De las clases de teatro que tanto gustaban a Macron cuando era adolescente nació el «amor» por Brigitte, pero no una gran capacidad actoral. Su alocución televisiva del pasado jueves, comparable en dramatismo a la que hizo en el arranque del encierro pandémico, y donde «la amenaza rusa» tomó el relevo del COVID como enemigo de Francia, no levantó grandes pasiones. El mismo día, un sondeo encargado por distintos medios de comunicación a la empresa de demoscopia CSA reveló que el 65% de los franceses se opone al despliegue de tropas en Ucrania. La cifra es algo inferior al 72% del año 2023, pero sigue siendo elocuente. Sólo el Journal du Dimanche matiza que el envío de soldados estaría relacionado con eso que nuestros periódicos califican, salivando, de «paz armada». La paz armada es, según fórmula que aprobaría Bernard-Henri Lévy, la paix sans l’aimer. Una paz sin ganas porque nosotros lo que queremos es heredar los restos de una guerra donde Úrsula ya está haciendo de kaiserina y el francés de Poincaré.
A pesar de la unanimidad búlgara de la prensa gabacha con respecto del mensaje presidencial, la encuesta de CSA se hizo carne cuando emisoras como Europe1 o Sud Radio abrieron los micrófonos a los oyentes. Pudimos oír cosas de escaso ardor guerrero. Surgieron, repentinamente, putinejos hertzianos sorprendidos al constatar que un maula incapaz de expulsar a los inmigrantes con orden de alejamiento del territorio nacional, los más peligrosos, pretendía erigirse en líder guerrero. Hubo también quienes abogaron por resistir activamente frente al belicismo gubernamental haciendo de bon petit français (sic). Es decir, exasperando, tocando los coucougnettes. Y nada de esto puede extrañar por cuanto Macron, cuya legitimidad política se asemeja a la de Pedro Sánchez, es un tipo al que ya sólo aguantan nuestros filósofos de cabecera.
En España, la burricie de los comentaristas a pie de artículo evocaba la grandeur del discurso presidencial, aunque realmente la cosa se pareció más al Mourir sur scène de Dalida, con coreografía de endeudamiento, desmantelamiento del maltrecho Estado del Bienestar y metida de mano a la cartilla de ahorros. Macron en estado puro, vamos.

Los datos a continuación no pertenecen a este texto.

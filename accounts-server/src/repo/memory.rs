use super::{Account, AccountRepository, Error, NewAccount, Result};
use async_trait::async_trait;
use chrono::Utc;
use std::collections::{hash_map::Entry, HashMap};
use tokio::sync::RwLock;

/// Keeps accounts in a map keyed by email. Everything is lost on restart.
#[derive(Debug, Default)]
pub struct MemoryRepository {
    accounts: RwLock<HashMap<String, Account>>,
}

impl MemoryRepository {
    /// How many accounts are stored.
    #[cfg(test)]
    pub async fn len(&self) -> usize {
        self.accounts.read().await.len()
    }
}

#[async_trait]
impl AccountRepository for MemoryRepository {
    async fn find_by_email(&self, email: &str) -> Result<Option<Account>> {
        Ok(self.accounts.read().await.get(email).cloned())
    }

    async fn exists(&self, email: &str) -> Result<bool> {
        Ok(self.accounts.read().await.contains_key(email))
    }

    async fn insert(&self, account: NewAccount) -> Result<Account> {
        match self.accounts.write().await.entry(account.email) {
            Entry::Occupied(_) => Err(Error::Duplicate),
            Entry::Vacant(entry) => {
                let stored = Account {
                    email: entry.key().clone(),
                    password: account.password_hash,
                    date_joined: Utc::now(),
                };

                Ok(entry.insert(stored).clone())
            }
        }
    }
}
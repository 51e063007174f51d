use crate::repo::SharedRepository;
use axum::extract::FromRef;
use chrono::Duration;
use jsonwebtoken::{errors::Error, DecodingKey, EncodingKey};

/// Shared state needed by requests.
#[derive(Clone, FromRef)]
pub struct State {
    /// Where accounts are stored.
    repo: SharedRepository,

    /// Key for encoding new JWTs.
    encoding_key: EncodingKey,

    /// Key for verifying existing JWTs.
    decoding_key: DecodingKey,

    /// How long tokens issued at login stay valid.
    token_ttl: TokenTtl,
}

/// How long a login lasts.
#[derive(Clone, Copy, Debug)]
pub struct TokenTtl(pub Duration);

impl State {
    /// Create a new state.
    pub fn new(
        repo: SharedRepository,
        jwt_base64_secret: &str,
        token_ttl: Duration,
    ) -> Result<Self, Error> {
        Ok(Self {
            repo,
            encoding_key: EncodingKey::from_base64_secret(jwt_base64_secret)?,
            decoding_key: DecodingKey::from_base64_secret(jwt_base64_secret)?,
            token_ttl: TokenTtl(token_ttl),
        })
    }
}
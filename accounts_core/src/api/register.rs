use serde::{Deserialize, Serialize};

/// The request to register a new account.
#[derive(Debug, Serialize, Deserialize)]
pub struct Req {
    /// Email to use for contact and login.
    pub email: String,

    /// Plaintext password to use for login.
    pub password: String,

    /// Must match `password` exactly.
    pub password2: String,
}

/// Result of registering a new account, or of fetching your own.
pub type Resp = super::account::Account;

/// Where the register endpoint lives. `POST` registers, `GET` returns the
/// account of the authenticated caller.
pub const PATH: &str = "/api/v1/register";
use crate::envelope::Envelope;
use crate::repo;
use crate::validate::FieldErrors;
use argon2::password_hash;
use axum::{
    extract::rejection::JsonRejection,
    http::StatusCode,
    response::{IntoResponse, Response},
};
use serde_json::{json, Value};

/// An error from the API. Every variant renders as an envelope whose `status`
/// matches the HTTP status.
#[derive(Debug, PartialEq)]
pub enum Error {
    /// The submitted fields were missing or malformed.
    Fields(FieldErrors),

    /// The fields were well-formed but broke a business rule, like a
    /// duplicate email. Holds the detail to send back.
    Validation(Value),

    /// The caller needs to be logged in for this.
    NotAuthenticated,

    /// The thing the caller asked for doesn't exist.
    NotFound(String),

    /// Something went wrong that the caller can't fix. The message is sent
    /// back as-is.
    Internal(String),

    /// Some handler-specific error
    Custom(StatusCode, String),
}

/// Return an error from a handler-specific error type.
#[macro_export]
macro_rules! bail {
    ($message:expr) => {
        return Err($crate::error::Error::custom($message))
    };
    ($message:expr, $status:expr) => {
        return Err($crate::error::Error::custom_with_status($message, $status))
    };
}

impl Error {
    /// Construct a custom error
    pub fn custom(message: &str) -> Self {
        Self::custom_with_status(message, StatusCode::BAD_REQUEST)
    }

    /// Construct a custom error with a specific status code
    pub fn custom_with_status(message: &str, status: StatusCode) -> Self {
        Self::Custom(status, message.to_string())
    }

    /// A body axum wouldn't hand to us as JSON. Keeps axum's status (413 for
    /// oversized bodies, 415 for a missing content type, and so on.)
    pub fn rejected(rejection: &JsonRejection) -> Self {
        Self::Custom(rejection.status(), rejection.body_text())
    }

    /// Somebody already registered with this email.
    pub fn duplicate_email() -> Self {
        Self::Validation(json!({ "message": "Email already exists" }))
    }

    /// `password` and `password2` weren't the same.
    pub fn password_mismatch() -> Self {
        Self::Validation(json!({ "password": "Password mismatch" }))
    }

    fn into_envelope(self) -> Envelope {
        match self {
            Self::Fields(errors) => Envelope::new(
                StatusCode::BAD_REQUEST,
                "Registration failed",
                json!(errors),
            ),
            Self::Validation(detail) => {
                Envelope::new(StatusCode::BAD_REQUEST, "Validation error", detail)
            }
            Self::NotAuthenticated => Envelope::empty(StatusCode::FORBIDDEN, "Not Authenticated!"),
            Self::NotFound(message) => Envelope::empty(StatusCode::NOT_FOUND, message),
            Self::Internal(message) => Envelope::empty(StatusCode::INTERNAL_SERVER_ERROR, message),
            Self::Custom(status, message) => Envelope::empty(status, message),
        }
    }

    /// Unwrap business-rule detail
    #[cfg(test)]
    pub fn unwrap_validation(self) -> Value {
        match self {
            Self::Validation(detail) => detail,
            other => panic!("called `Error::unwrap_validation` on {other:?}"),
        }
    }

    /// Unwrap field errors
    #[cfg(test)]
    pub fn unwrap_fields(self) -> FieldErrors {
        match self {
            Self::Fields(errors) => errors,
            other => panic!("called `Error::unwrap_fields` on {other:?}"),
        }
    }
}

impl From<FieldErrors> for Error {
    fn from(errors: FieldErrors) -> Self {
        Self::Fields(errors)
    }
}

impl From<repo::Error> for Error {
    fn from(err: repo::Error) -> Self {
        match err {
            repo::Error::Duplicate => Self::duplicate_email(),
            repo::Error::Database(err) => {
                tracing::error!(?err, "database error");
                Self::Internal(err.to_string())
            }
        }
    }
}

impl From<password_hash::Error> for Error {
    fn from(err: password_hash::Error) -> Self {
        tracing::error!(?err, "password hashing error");
        Self::Internal(err.to_string())
    }
}

impl From<jsonwebtoken::errors::Error> for Error {
    fn from(err: jsonwebtoken::errors::Error) -> Self {
        tracing::error!(?err, "JWT error");
        Self::Internal(err.to_string())
    }
}

impl IntoResponse for Error {
    fn into_response(self) -> Response {
        self.into_envelope().into_response()
    }
}
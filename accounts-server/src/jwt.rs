use axum::extract::{FromRef, OptionalFromRequestParts};
use axum::http::request::Parts;
use axum::RequestPartsExt;
use axum_extra::headers::{authorization::Bearer, Authorization};
use axum_extra::TypedHeader;
use chrono::{Duration, Utc};
use jsonwebtoken::{decode, encode, DecodingKey, EncodingKey, Header, Validation};
use serde::{Deserialize, Serialize};
use std::convert::Infallible;

/// What we put in the tokens we hand out at login.
#[derive(Debug, Serialize, Deserialize, Clone, PartialEq, Eq)]
pub struct Claims {
    /// The email of the account the token was issued to
    pub sub: String,
    pub iat: i64,
    pub exp: i64,
}

impl Claims {
    /// Claims for `email`, good for `ttl` from now.
    pub fn new(email: String, ttl: Duration) -> Self {
        let now = Utc::now();

        Self {
            sub: email,
            iat: now.timestamp(),
            exp: (now + ttl).timestamp(),
        }
    }

    /// Sign these claims into a token.
    pub fn encode(&self, key: &EncodingKey) -> Result<String, jsonwebtoken::errors::Error> {
        encode(&Header::default(), self, key)
    }

    #[cfg(test)]
    pub fn test(email: &str) -> Self {
        Self::new(email.to_string(), Duration::days(30))
    }
}

/// A caller is authenticated if they send a bearer token we signed that
/// hasn't expired. Anything else (no header, wrong scheme, bad signature,
/// expired) just means they aren't, so this never rejects.
impl<S> OptionalFromRequestParts<S> for Claims
where
    DecodingKey: FromRef<S>,
    S: Send + Sync,
{
    type Rejection = Infallible;

    async fn from_request_parts(
        parts: &mut Parts,
        state: &S,
    ) -> Result<Option<Self>, Self::Rejection> {
        let Ok(TypedHeader(Authorization(bearer))) = parts
            .extract::<TypedHeader<Authorization<Bearer>>>()
            .await
        else {
            return Ok(None);
        };

        match decode::<Claims>(
            bearer.token(),
            &DecodingKey::from_ref(state),
            &Validation::default(),
        ) {
            Ok(token_data) => Ok(Some(token_data.claims)),
            Err(err) => {
                tracing::trace!(?err, "error decoding token");
                Ok(None)
            }
        }
    }
}
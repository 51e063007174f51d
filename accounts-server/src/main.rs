//! An account registration server.

mod envelope;
mod error;
mod handlers;
mod jwt;
mod repo;
mod router;
mod state;
mod validate;

use clap::Parser;
use color_eyre::eyre::WrapErr;
use repo::{MemoryRepository, PgRepository, SharedRepository};
use sqlx::postgres::PgPoolOptions;
use std::{sync::Arc, time::Duration};
use tokio::net::TcpListener;
use tracing_subscriber::{layer::SubscriberExt, util::SubscriberInitExt};

#[derive(Debug, Parser)]
struct Config {
    #[clap(long, env, default_value = "127.0.0.1:3000")]
    address: String,

    /// Request body size limit, in bytes
    #[clap(long, env, default_value = "5242880")]
    body_limit: usize,

    /// Request timeout, in seconds
    #[clap(long, env, default_value = "5", value_parser = duration_parser)]
    request_timeout: Duration,

    /// PostgreSQL connection string. Without one, accounts are kept in memory
    /// and lost on restart.
    #[clap(long, env)]
    database_url: Option<String>,

    /// Most database connections to hold open at once
    #[clap(long, env, default_value = "5")]
    max_connections: u32,

    /// Base64-encoded secret for signing login tokens
    #[clap(long, env)]
    jwt_secret: String,

    /// How long login tokens last, in days
    #[clap(long, env, default_value = "90")]
    jwt_ttl_days: i64,
}

fn duration_parser(s: &str) -> Result<Duration, std::num::ParseIntError> {
    s.parse().map(Duration::from_secs)
}

async fn repository(options: &Config) -> color_eyre::Result<SharedRepository> {
    let Some(database_url) = &options.database_url else {
        tracing::warn!("no database URL configured; accounts will be kept in memory");
        return Ok(Arc::new(MemoryRepository::default()));
    };

    let pool = PgPoolOptions::new()
        .max_connections(options.max_connections)
        .connect(database_url)
        .await
        .wrap_err("could not connect to the database")?;

    sqlx::migrate!()
        .run(&pool)
        .await
        .wrap_err("could not run migrations")?;

    Ok(Arc::new(PgRepository::new(pool)))
}

#[tokio::main]
async fn main() -> color_eyre::Result<()> {
    color_eyre::install()?;

    let options = Config::parse();

    tracing_subscriber::registry()
        .with(tracing_subscriber::EnvFilter::from_default_env())
        .with(tracing_subscriber::fmt::layer())
        .init();

    let state = state::State::new(
        repository(&options).await?,
        &options.jwt_secret,
        chrono::Duration::days(options.jwt_ttl_days),
    )
    .wrap_err("invalid JWT secret")?;

    let app = router::app(state, options.body_limit, options.request_timeout);

    let listener = TcpListener::bind(&options.address).await?;
    tracing::info!(address = ?listener.local_addr(), "listening");

    axum::serve(listener, app)
        .with_graceful_shutdown(shutdown_signal())
        .await?;

    Ok(())
}

async fn shutdown_signal() {
    if let Err(err) = tokio::signal::ctrl_c().await {
        tracing::error!(?err, "could not listen for shutdown signal");
        std::future::pending::<()>().await;
    }

    tracing::info!("shutting down");
}
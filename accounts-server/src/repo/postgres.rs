use super::{Account, AccountRepository, Error, NewAccount, Result};
use async_trait::async_trait;
use sqlx::{query, query_as, PgPool};

/// Accounts stored in the `accounts` table. Uniqueness is enforced by the
/// table's unique constraint on `email`.
#[derive(Debug, Clone)]
pub struct PgRepository {
    pool: PgPool,
}

impl PgRepository {
    /// Wrap an existing pool.
    pub fn new(pool: PgPool) -> Self {
        Self { pool }
    }
}

#[async_trait]
impl AccountRepository for PgRepository {
    async fn find_by_email(&self, email: &str) -> Result<Option<Account>> {
        let account = query_as::<_, Account>(
            "SELECT email, password, date_joined FROM accounts WHERE email = $1 LIMIT 1",
        )
        .bind(email)
        .fetch_optional(&self.pool)
        .await?;

        Ok(account)
    }

    async fn exists(&self, email: &str) -> Result<bool> {
        let existing = query("SELECT 1 FROM accounts WHERE email = $1 LIMIT 1")
            .bind(email)
            .fetch_optional(&self.pool)
            .await?;

        Ok(existing.is_some())
    }

    async fn insert(&self, account: NewAccount) -> Result<Account> {
        // A conflicting row means somebody else got there first, in which case
        // nothing comes back.
        query_as::<_, Account>(
            "INSERT INTO accounts (email, password) VALUES ($1, $2) \
            ON CONFLICT (email) DO NOTHING \
            RETURNING email, password, date_joined",
        )
        .bind(&account.email)
        .bind(&account.password_hash)
        .fetch_optional(&self.pool)
        .await?
        .ok_or(Error::Duplicate)
    }

    async fn ping(&self) -> Result<()> {
        query("SELECT 1").execute(&self.pool).await?;

        Ok(())
    }
}
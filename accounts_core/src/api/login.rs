use serde::{Deserialize, Serialize};

/// The request to log into the server.
#[derive(Debug, Serialize, Deserialize)]
pub struct Req {
    /// Email the account was registered with.
    pub email: String,

    /// Plaintext password to use for login.
    pub password: String,
}

/// Result of logging in.
#[derive(Debug, Serialize, Deserialize)]
pub struct Resp {
    /// JWT to use for future requests.
    pub jwt: String,
}

/// Where the login endpoint lives.
pub const PATH: &str = "/api/v1/login";
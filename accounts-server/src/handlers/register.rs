use crate::envelope::Envelope;
use crate::error::Error;
use crate::jwt::Claims;
use crate::repo::Repo;
use crate::validate::{validate_and_create, FieldErrors};
use axum::{extract::rejection::JsonRejection, http::StatusCode, Json};
use serde_json::{json, Value};

/// Register a new account from `{email, password, password2}`.
///
/// The body is taken as raw JSON so that anything a client sends, including
/// bodies that don't parse, comes back in an envelope.
#[tracing::instrument(skip(body))]
pub async fn create(
    Repo(repo): Repo,
    body: Result<Json<Value>, JsonRejection>,
) -> Result<Envelope, Error> {
    let Json(body) = body.map_err(|rejection| match rejection {
        JsonRejection::JsonSyntaxError(_) | JsonRejection::JsonDataError(_) => Error::Fields(
            FieldErrors::non_field(format!("JSON parse error - {}", rejection.body_text())),
        ),
        other => Error::rejected(&other),
    })?;

    let account = validate_and_create(repo.as_ref(), &body).await?;

    Ok(Envelope::new(
        StatusCode::CREATED,
        "User registered successfully",
        json!(account.public()),
    ))
}

/// Fetch the account of whoever is calling.
#[tracing::instrument]
pub async fn fetch(Repo(repo): Repo, claims: Option<Claims>) -> Result<Envelope, Error> {
    let claims = claims.ok_or(Error::NotAuthenticated)?;

    let account = repo
        .find_by_email(&claims.sub)
        .await?
        .ok_or_else(|| Error::NotFound("Account not found".to_string()))?;

    Ok(Envelope::new(
        StatusCode::OK,
        "successfully register",
        json!(account.public()),
    ))
}
use super::envelope::Envelope;
use super::error::{self, Error};
use super::{account, login, register};
use serde::de::DeserializeOwned;
use serde::{Deserialize, Serialize};
use url::Url;

/// Client for the accounts API
#[derive(Debug, Serialize, Deserialize, Clone)]
pub struct Client {
    /// The server to connect to. Should only be the protocol and domain, e.g.
    /// `https://accounts.your-domain.com`.
    pub server: String,

    /// Auth. Set this by logging in.
    pub auth: Option<String>,
}

impl Client {
    /// Construct a new client
    pub fn new(server: String) -> Self {
        Self { server, auth: None }
    }

    /// Register a new account.
    ///
    /// ## Errors
    ///
    /// Errors are the same as `handle_response`.
    pub async fn register(
        &self,
        client: &reqwest::Client,
        req: &register::Req,
    ) -> error::Result<register::Resp> {
        let url = self.url(register::PATH)?;

        Self::handle_response(client.post(url).json(req)).await
    }

    /// Log into the server, keeping the token for later authenticated calls.
    ///
    /// ## Errors
    ///
    /// Errors are the same as `handle_response`.
    pub async fn login(
        &mut self,
        client: &reqwest::Client,
        req: &login::Req,
    ) -> error::Result<login::Resp> {
        let url = self.url(login::PATH)?;

        let resp: login::Resp = Self::handle_response(client.post(url).json(req)).await?;
        self.auth = Some(resp.jwt.clone());

        Ok(resp)
    }

    /// Fetch the account you're logged in as.
    ///
    /// ## Errors
    ///
    /// `Error::Unauthenticated` if you haven't logged in, otherwise the same
    /// as `handle_response`.
    pub async fn account(&self, client: &reqwest::Client) -> error::Result<account::Account> {
        let url = self.url(register::PATH)?;

        match &self.auth {
            Some(jwt) => Self::handle_response(client.get(url).bearer_auth(jwt)).await,
            None => Err(Error::Unauthenticated),
        }
    }

    fn url(&self, path: &str) -> error::Result<Url> {
        Ok(Url::parse(&self.server)?.join(path)?)
    }

    /// Convert an HTTP response into a result, interpreting the envelope in a
    /// standard way.
    ///
    /// ## Errors
    ///
    /// - `Ok(..)` with the envelope's `data` if the server returned a success (2xx)
    /// - `Error::Client` if the server returned a client error (4xx)
    /// - `Error::Server` if the server returned a server error (5xx)
    /// - `Error::Unexpected` if the server returned something else (the server is
    ///   not supposed to issue redirects or informational responses.)
    async fn handle_response<T>(resp: reqwest::RequestBuilder) -> error::Result<T>
    where
        T: DeserializeOwned,
    {
        let resp = resp.send().await?;

        let status = resp.status();
        let envelope: Envelope = resp.json().await?;

        if status.is_success() {
            Ok(serde_json::from_value(envelope.data)?)
        } else if status.is_client_error() {
            Err(Error::Client {
                status: envelope.status,
                message: envelope.message,
                data: envelope.data,
            })
        } else if status.is_server_error() {
            Err(Error::Server(envelope.message))
        } else {
            Err(Error::Unexpected(status.as_u16()))
        }
    }
}
use accounts_core::api::account;
use async_trait::async_trait;
use axum::{
    extract::{FromRef, FromRequestParts},
    http::request::Parts,
};
use chrono::{DateTime, Utc};
use std::{convert::Infallible, sync::Arc};

/// Accounts kept in process memory, for tests and local development.
pub mod memory;
pub use memory::MemoryRepository;

/// Accounts kept in PostgreSQL.
pub mod postgres;
pub use postgres::PgRepository;

/// Easy alias for repository results
pub type Result<T> = std::result::Result<T, Error>;

/// Things that can go wrong talking to the account store
#[derive(Debug, thiserror::Error)]
pub enum Error {
    /// An account with this email is already stored. This is how the store
    /// reports losing an insert race, so callers should treat it the same as
    /// failing an existence check.
    #[error("an account with this email already exists")]
    Duplicate,

    /// The database failed us.
    #[error(transparent)]
    Database(#[from] sqlx::Error),
}

/// A stored account.
#[derive(Clone, PartialEq, Eq, sqlx::FromRow)]
pub struct Account {
    pub email: String,

    /// PHC-formatted argon2 hash. Never the plaintext password.
    pub password: String,

    pub date_joined: DateTime<Utc>,
}

impl Account {
    /// The fields we're willing to send to clients.
    pub fn public(&self) -> account::Account {
        account::Account {
            email: self.email.clone(),
            date_joined: self.date_joined,
        }
    }
}

impl std::fmt::Debug for Account {
    fn fmt(&self, f: &mut std::fmt::Formatter<'_>) -> std::fmt::Result {
        f.debug_struct("Account")
            .field("email", &self.email)
            .field("date_joined", &self.date_joined)
            .finish_non_exhaustive()
    }
}

/// What we need to create an account. The store fills in `date_joined`.
#[derive(Clone)]
pub struct NewAccount {
    pub email: String,
    pub password_hash: String,
}

/// Where accounts live.
#[async_trait]
pub trait AccountRepository: std::fmt::Debug + Send + Sync {
    /// Look up an account by its exact email.
    async fn find_by_email(&self, email: &str) -> Result<Option<Account>>;

    /// Check whether an account with this exact email exists.
    async fn exists(&self, email: &str) -> Result<bool>;

    /// Store a new account, failing with `Error::Duplicate` if the email is
    /// taken. This must be atomic with respect to other inserts.
    async fn insert(&self, account: NewAccount) -> Result<Account>;

    /// Check that the store is reachable.
    async fn ping(&self) -> Result<()> {
        Ok(())
    }
}

/// The shared handle to whatever repository the server was started with.
pub type SharedRepository = Arc<dyn AccountRepository>;

/// Extracts the account repository from the router state.
#[derive(Debug)]
pub struct Repo(pub SharedRepository);

impl<State> FromRequestParts<State> for Repo
where
    SharedRepository: FromRef<State>,
    State: Send + Sync,
{
    type Rejection = Infallible;

    async fn from_request_parts(
        _parts: &mut Parts,
        state: &State,
    ) -> std::result::Result<Self, Self::Rejection> {
        Ok(Self(SharedRepository::from_ref(state)))
    }
}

El Gobierno francés lleva años intentando hacerse con el control de los seguros de vida y el llamado Livret A, que es donde se concentra el peculio de nuestros vecinos. La «amenaza rusa» ha creado la ocasión. Ya se empieza a hablar de comprometer el ahorro de los particulares para financiar el gasto en defensa. Desde hace años, los más conspiranoicos alertan sobre la intención gubernamental de expoliar tales activos en caso de crisis. Desde luego, esto no ha ocurrido aún, pero la incomodidad con la que se trata el asunto por parte del Gobierno y su voluntad de recurrir a esos fondos obliga a estar pendiente de un eventual «atraco».
La utilización del «peligro ruso» como excusa para cometer cualquier tropelía recuerda a tiempos no muy lejanos, cuando la guerra era sanitaria y el enemigo de entonces, inaprensible. El discurso de Macron, que nuestra prensa calificaría de «adulto», no tuvo por objeto tranquilizar a la población vecina, como se anunció cínicamente, sino angustiarla e ir preparándola para cualquier abuso o desafuero. ¡Qué gran patada se va a dar a Putin en culo gabacho! Y temo que no solo a ellos.
Sin embargo, lo más llamativo fue que el protegido de mundialistas tan desorejados como Jacques Attali o Alain Minc, aquel que pretende ceder la soberanía nuclear francesa para ponerla a disposición de la UE, tenga el cuajo de dirigirse a sus conciudadanos para decirles que la patria les necesita. ¿De qué patria estamos hablando? Oír a Macron hablar de la patria provoca el mismo efecto que si uno oyera a Jessica Rodríguez hablar de castidad.
Según Jean Monnet, «Europa se construirá en los periodos de crisis». La experiencia nos dice que la crisis, o el caos, es más bien el sustrato que asegura la supervivencia de nuestros líderes en el Viejo Continente. Desgraciadamente, incapaces de asumir su fracaso, no les queda otra salida.